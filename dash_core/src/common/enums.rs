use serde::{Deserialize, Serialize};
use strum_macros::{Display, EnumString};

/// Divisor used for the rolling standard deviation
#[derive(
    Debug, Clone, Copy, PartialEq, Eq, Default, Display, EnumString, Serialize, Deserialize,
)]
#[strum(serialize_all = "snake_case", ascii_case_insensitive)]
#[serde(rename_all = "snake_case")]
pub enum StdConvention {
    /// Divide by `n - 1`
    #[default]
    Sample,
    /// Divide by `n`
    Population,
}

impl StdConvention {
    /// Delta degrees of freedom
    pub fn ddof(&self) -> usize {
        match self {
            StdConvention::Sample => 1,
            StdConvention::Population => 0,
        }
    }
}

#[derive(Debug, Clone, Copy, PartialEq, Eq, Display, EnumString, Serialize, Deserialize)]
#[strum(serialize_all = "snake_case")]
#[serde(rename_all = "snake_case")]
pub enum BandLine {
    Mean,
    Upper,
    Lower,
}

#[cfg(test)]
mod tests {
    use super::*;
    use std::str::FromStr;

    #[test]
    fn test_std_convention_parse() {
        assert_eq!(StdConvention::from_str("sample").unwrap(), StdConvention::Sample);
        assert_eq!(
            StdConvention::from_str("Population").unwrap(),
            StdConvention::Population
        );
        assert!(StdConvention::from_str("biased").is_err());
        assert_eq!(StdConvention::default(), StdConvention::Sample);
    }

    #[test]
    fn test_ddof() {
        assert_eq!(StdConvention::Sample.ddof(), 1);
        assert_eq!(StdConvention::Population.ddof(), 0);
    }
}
*****
Each line of the data is to be output exactly, with none skipped.

Response to this exercise:
filename dash_core/src/common/enums.rs
use serde::{Deserialize, Serialize};
use strum_macros::{Display, EnumString};

/// Divisor used for the rolling standard deviation
#[derive(
    Debug, Clone, Copy, PartialEq, Eq, Default, Display, EnumString, Serialize, Deserialize,
)]
#[strum(serialize_all = "snake_case", ascii_case_insensitive)]
#[serde(rename_all = "snake_case")]
pub enum StdConvention {
    /// Divide by `n - 1`
    #[default]
    Sample,
    /// Divide by `n`
    Population,
}

impl StdConvention {
    /// Delta degrees of freedom
    pub fn ddof(&self) -> usize {
        match self {
            StdConvention::Sample => 1,
            StdConvention::Population => 0,
        }
    }
}

#[derive(Debug, Clone, Copy, PartialEq, Eq, Display, EnumString, Serialize, Deserialize)]
#[strum(serialize_all = "snake_case")]
#[serde(rename_all = "snake_case")]
pub enum BandLine {
    Mean,
    Upper,
    Lower,
}

#[cfg(test)]
mod tests {
    use super::*;
    use std::str::FromStr;

    #[test]
    fn test_std_convention_parse() {
        assert_eq!(StdConvention::from_str("sample").unwrap(), StdConvention::Sample);
        assert_eq!(
            StdConvention::from_str("Population").unwrap(),
            StdConvention::Population
        );
        assert!(StdConvention::from_str("biased").is_err());
        assert_eq!(StdConvention::default(), StdConvention::Sample);
    }

    #[test]
    fn test_ddof() {
        assert_eq!(StdConvention::Sample.ddof(), 1);
        assert_eq!(StdConvention::Population.ddof(), 0);
    }
}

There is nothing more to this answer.